Litigation: KEI lawsuit over NIH/Gilead CAR T License Dismissed over Lack of Standing

In an order dated April 11, 2019, Judge Peter J. Messitte granted the NIH’s motion to dismiss for lack of jurisdiction in the lawsuit filed by KEI, which appealed an NIH decision to grant an exclusive license on a CAR T cancer therapy to Gilead. During the licensing process, the NIH refused to disclose the amount of money it was spending on a 77 patient clinical trial, or to include any provisions protecting U.S. residents from prices higher than the median of other high income countries, or to include measures to ensure access in developing countries, or to consider just delaying a license until the NIH had results from its own government-funded clinical trial.

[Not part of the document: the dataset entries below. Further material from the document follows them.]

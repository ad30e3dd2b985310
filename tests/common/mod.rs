//! Shared test fixtures: a scripted generator and an in-memory pipeline.

#![allow(dead_code)]

use std::collections::{HashMap, VecDeque};
use std::path::PathBuf;
use std::sync::{Arc, Mutex};
use std::time::Duration;

use anyhow::Result;
use async_trait::async_trait;

use folio::adapters::{Generation, GenerationRequest, Generator};
use folio::agents::{build_agent, AgentContext, AgentRunner, Services, Tick};
use folio::config::{PipelineConfig, ResolvedConfig, ReviewMode};
use folio::core::orchestrator::SYSTEM_PROMPT;
use folio::domain::{Action, Message, Payload, Stage, Story, Usage};
use folio::queue::{MemoryQueue, MessageQueue};
use folio::store::{DocumentStore, MemoryStore};
use folio::Orchestrator;

pub const APPROVE: &str = "Strong, coherent story.\nAPPROVED: YES";
pub const REJECT: &str = "The ending is rushed.\nAPPROVED: NO";
pub const DRAFT: &str = "# The Salt Archive\n\nThe sea kept records of everyone it drowned.";
pub const COVER: &str =
    r#"<svg xmlns="http://www.w3.org/2000/svg" viewBox="0 0 600 900"><rect width="600" height="900"/></svg>"#;

/// Prompt prefixes each stage's requests start with
pub const PROMPT: &str = "Genre:";
pub const WRITE: &str = "Write a";
pub const REVISE: &str = "Here is your current draft";
pub const REVIEW: &str = "Review this";
pub const EDIT: &str = "Edit this";
pub const SUMMARIZE: &str = "Reviewer feedback:";
pub const DESIGN: &str = "Design an SVG";

enum Reply {
    Text(String),
    Fail(String),
}

/// Generator that answers by prompt prefix.
///
/// Scripted replies for a prefix are used in order; once exhausted the
/// stage's default (approvals for critics) applies.
#[derive(Default)]
pub struct ScriptedGenerator {
    scripts: Mutex<HashMap<&'static str, VecDeque<Reply>>>,
    requests: Mutex<Vec<GenerationRequest>>,
    latency: Option<Duration>,
}

impl ScriptedGenerator {
    pub fn new() -> Self {
        Self::default()
    }

    pub fn reply(self, prefix: &'static str, text: &str) -> Self {
        self.push(prefix, Reply::Text(text.to_string()));
        self
    }

    /// Sleep this long inside every call
    pub fn with_latency(mut self, latency: Duration) -> Self {
        self.latency = Some(latency);
        self
    }

    pub fn fail(self, prefix: &'static str, error: &str) -> Self {
        self.push(prefix, Reply::Fail(error.to_string()));
        self
    }

    fn push(&self, prefix: &'static str, reply: Reply) {
        self.scripts
            .lock()
            .unwrap()
            .entry(prefix)
            .or_default()
            .push_back(reply);
    }

    pub fn requests(&self) -> Vec<GenerationRequest> {
        self.requests.lock().unwrap().clone()
    }

    /// How many requests started with `prefix`
    pub fn count(&self, prefix: &str) -> usize {
        self.requests
            .lock()
            .unwrap()
            .iter()
            .filter(|r| r.prompt.starts_with(prefix))
            .count()
    }

    fn default_reply(prompt: &str) -> String {
        if prompt.starts_with(REVIEW) || prompt.starts_with(EDIT) {
            APPROVE.to_string()
        } else if prompt.starts_with(DESIGN) {
            COVER.to_string()
        } else if prompt.starts_with(SUMMARIZE) {
            "1. Rewrite the ending.".to_string()
        } else {
            DRAFT.to_string()
        }
    }
}

#[async_trait]
impl Generator for ScriptedGenerator {
    fn name(&self) -> &str {
        "scripted"
    }

    async fn generate(&self, request: GenerationRequest) -> Result<Generation> {
        self.requests.lock().unwrap().push(request.clone());
        if let Some(latency) = self.latency {
            tokio::time::sleep(latency).await;
        }

        let scripted = {
            let mut scripts = self.scripts.lock().unwrap();
            scripts
                .iter_mut()
                .find(|(prefix, replies)| request.prompt.starts_with(**prefix) && !replies.is_empty())
                .and_then(|(_, replies)| replies.pop_front())
        };

        match scripted {
            Some(Reply::Fail(error)) => anyhow::bail!("{}", error),
            Some(Reply::Text(text)) => Ok(Generation::new(text, Usage::new(10, 20))),
            None => Ok(Generation::new(
                Self::default_reply(&request.prompt),
                Usage::new(10, 20),
            )),
        }
    }
}

pub fn pipeline_config(mode: ReviewMode, max_revisions: u32) -> PipelineConfig {
    PipelineConfig {
        max_revisions,
        review_mode: mode,
        queue_timeout_seconds: 0,
        error_backoff_seconds: 0,
    }
}

/// Every stage wired over in-memory backends, driven one message at a time
pub struct Harness {
    pub queue: Arc<MemoryQueue>,
    pub store: Arc<MemoryStore>,
    pub generator: Arc<ScriptedGenerator>,
    pub orchestrator: Arc<Orchestrator>,
    runners: HashMap<Stage, AgentRunner>,
}

impl Harness {
    pub fn new(mode: ReviewMode, max_revisions: u32, generator: ScriptedGenerator) -> Self {
        let queue = Arc::new(MemoryQueue::new());
        let store = Arc::new(MemoryStore::new());
        let generator = Arc::new(generator);
        let services = Services::new(queue.clone(), store.clone(), generator.clone());

        let mut config = ResolvedConfig::with_home(PathBuf::from("/nonexistent/folio"));
        config.pipeline = pipeline_config(mode, max_revisions);

        let orchestrator = Arc::new(Orchestrator::new(
            AgentContext::new(Stage::Orchestrator, services.clone(), SYSTEM_PROMPT),
            &config.pipeline,
        ));

        let mut runners = HashMap::new();
        runners.insert(
            Stage::Orchestrator,
            AgentRunner::new(orchestrator.clone(), &config.pipeline),
        );
        for stage in Stage::ALL.into_iter().skip(1) {
            runners.insert(
                stage,
                AgentRunner::new(build_agent(stage, &services, &config), &config.pipeline),
            );
        }

        Self {
            queue,
            store,
            generator,
            orchestrator,
            runners,
        }
    }

    /// Enqueue a start message
    pub async fn seed(&self, story_id: &str, payload: Payload) {
        self.push(
            Stage::Orchestrator,
            Message::new(story_id, Action::StartNewStory).with_payload(payload),
        )
        .await;
    }

    pub async fn push(&self, stage: Stage, message: Message) {
        self.queue.push(stage.queue(), &message).await.unwrap();
    }

    /// Handle the next message on `stage`'s queue
    pub async fn step(&self, stage: Stage) -> Tick {
        self.runners[&stage].process_next().await.unwrap()
    }

    /// Handle messages in stage order until every queue is empty
    pub async fn drain(&self) -> Vec<(Stage, Tick)> {
        let mut ticks = Vec::new();

        for _ in 0..100 {
            let mut progressed = false;
            for stage in Stage::ALL {
                while self.pending(stage).await > 0 {
                    ticks.push((stage, self.step(stage).await));
                    progressed = true;
                }
            }
            if !progressed {
                return ticks;
            }
        }

        panic!("pipeline did not settle");
    }

    /// Seed a story and carry it up to its first review fan-out
    pub async fn advance_to_review(&self, story_id: &str) {
        self.seed(story_id, Payload::new()).await;
        for stage in [
            Stage::Orchestrator,
            Stage::PromptGenerator,
            Stage::Orchestrator,
            Stage::Writer,
            Stage::Orchestrator,
        ] {
            assert!(matches!(self.step(stage).await, Tick::Handled(_)));
        }
    }

    pub async fn pending(&self, stage: Stage) -> usize {
        self.queue.len(stage.queue()).await.unwrap()
    }

    pub fn waiting(&self, stage: Stage) -> Vec<Message> {
        self.queue.snapshot(stage.queue()).unwrap()
    }

    pub async fn story(&self, story_id: &str) -> Story {
        self.store.get_story(story_id).await.unwrap().unwrap()
    }
}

The Judge did not resolve a dispute over whether or not the Bayh-Dole Act somehow eliminates obligations in 40 U.S.C. § 599, as the NIH alleges.

The memorandum opinion is available here. The final order is available here.

(More pleadings on the case here: https://www.keionline.org/kei-v-nih)

Judge Messitte found that while “KEI is an admirable organization that undoubtedly possesses expertise in the issues going to the merits of this case,” KEI lacked organizational and associational standing to sue the NIH over the licensing decision.

Comment by James Love, KEI Director

    Judge Messitte’s decision illustrates how little influence citizens have over the licensing practices of the NIH, despite the putative opportunity to comment on proposed exclusivity licenses, and the policy and objective of the Bayh-Dole Act to “protect the public against nonuse or unreasonable use of inventions.” [35 USC § 200]. While the decision leaves the door open to challenge NIH licensing practices for a different license with different plaintiffs that can demonstrate the requisite harm, the NIH will likely become even more emboldened to ignore criticisms of its lack of transparency and failure to provide provisions to protect the public from excessive and abusive prices. At some point, Congress needs to provide real oversight of the NIH management of the public’s rights in federally-funded inventions.